In addition to some of the answers already given, I can think of two reasons why a code-base deteriorates over time.
The first is that best practices, even if unanimously agreed upon, don't always survive contact with the user. Users will use software in ways that you didn't intend, and their usage patterns may expose bugs or have deleterious performance impacts on your code.
For example, if you're using a functional core, imperative shell design, you get all of the stability and ease-of-reasoning benefits from immutability within your functional core, but users may need to update part of your data model very frequently that you expected would seldom need to be changed, and the way the code is designed, changing this part of the model triggers a very expensive rebuild of the world. At that point, you're either forced to completely re-architect or come up with a clever hack for this one specific use case.
And re-architecting isn't always a guarantee of success. I once worked on a data warehouse system where the strong ACID properties of the database, along with the way the data was segmented ended up causing server with the specific hardware we were using. It's been decades, so I don't remember the exact issue, but something about issuing specific sequences of reads, seeks, and writes over and over caused and issue with the disk buffer, and when the OS periodically went to read data it needed, it ended up with our app's data instead. It was something that could be solved with a different server, but at the time, there was no budget for it, and a migration to new hardware wouldn't be possible until after the holiday retail season, so we ended up having to store some customers' data in files on disk rather than in a proper database. Then we had to change the schema in response to new requirements, so by the time we migrated to new hardware, reconciling the divergent schemas between the database and the database and the files was a nightmare, and it might never have gotten done without some serious politicking, which still took a couple years.
The second reason is that development environments change over time, and invalidate a lot of the assumptions apps are developed on. It's not just frameworks and libraries, but also languages.
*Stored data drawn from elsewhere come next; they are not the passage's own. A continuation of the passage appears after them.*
//! # cruiser-envoy
//!
//! Envoy xDS wire types used by the cruiser control plane.
//!
//! The resource messages here are hand-maintained `prost` structs carrying
//! the upstream Envoy field tags, so encoding them into `Any` produces bytes
//! Envoy accepts for the fields modeled. Resource messages additionally
//! implement `serde::Deserialize` accepting the protojson spelling
//! (camelCase fields, oneof cases as plain fields, enums by name), which is
//! how instances are stored inside tfstate documents.
//!
//! The field surface is a pragmatic subset of the Envoy API: the fields the
//! state pipeline and service discovery actually produce and consume.
//! Protojson keys outside that subset are ignored on decode.

#![deny(unsafe_code)]
#![warn(missing_docs)]

pub mod cluster;
pub mod core;
pub mod discovery;
pub mod endpoint;
pub mod listener;
pub mod route;
mod serde_util;
mod type_url;

pub use type_url::TypeUrl;

/// An Envoy resource message with a stable name and a registered type URL.
pub trait ResourceProto: prost::Message + Default {
    /// The `type.googleapis.com/...` URL identifying this message type.
    const TYPE_URL: &'static str;

    /// The resource's standard name, its identity within its type.
    fn resource_name(&self) -> &str;

    /// Serialize into a `google.protobuf.Any` envelope.
    fn to_any(&self) -> prost_types::Any {
        prost_types::Any {
            type_url: Self::TYPE_URL.to_owned(),
            value: self.encode_to_vec(),
        }
    }
}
I once worked on a Python 2 web service that did heavy text processing and had to make extensive use of Unicode. Just due to the history of how Unicode and Python developed in parallel, Python 2 had some eccentricities when it came to Unicode support. We understood all of these well and were able to develop a well-tested codebase that abstracted away these issues. Python 3 completely changed how the language handled Unicode, and the result on our project was disastrous. We essentially had to rewrite everything to make it work, but it was so messy we threw it all out and completely redesigned it. I can imagine a lot of companies wouldn't want to make that investment, especially since Python 3's Unicode support, while better, is still quite clunky compared to other languages. It's a hard sell to tell your boss you built something on top of broken Unicode support, and now you want to rebuild it on top of a different broken Unicode implementation. They'll just ask if you'll need to do that again in ten years.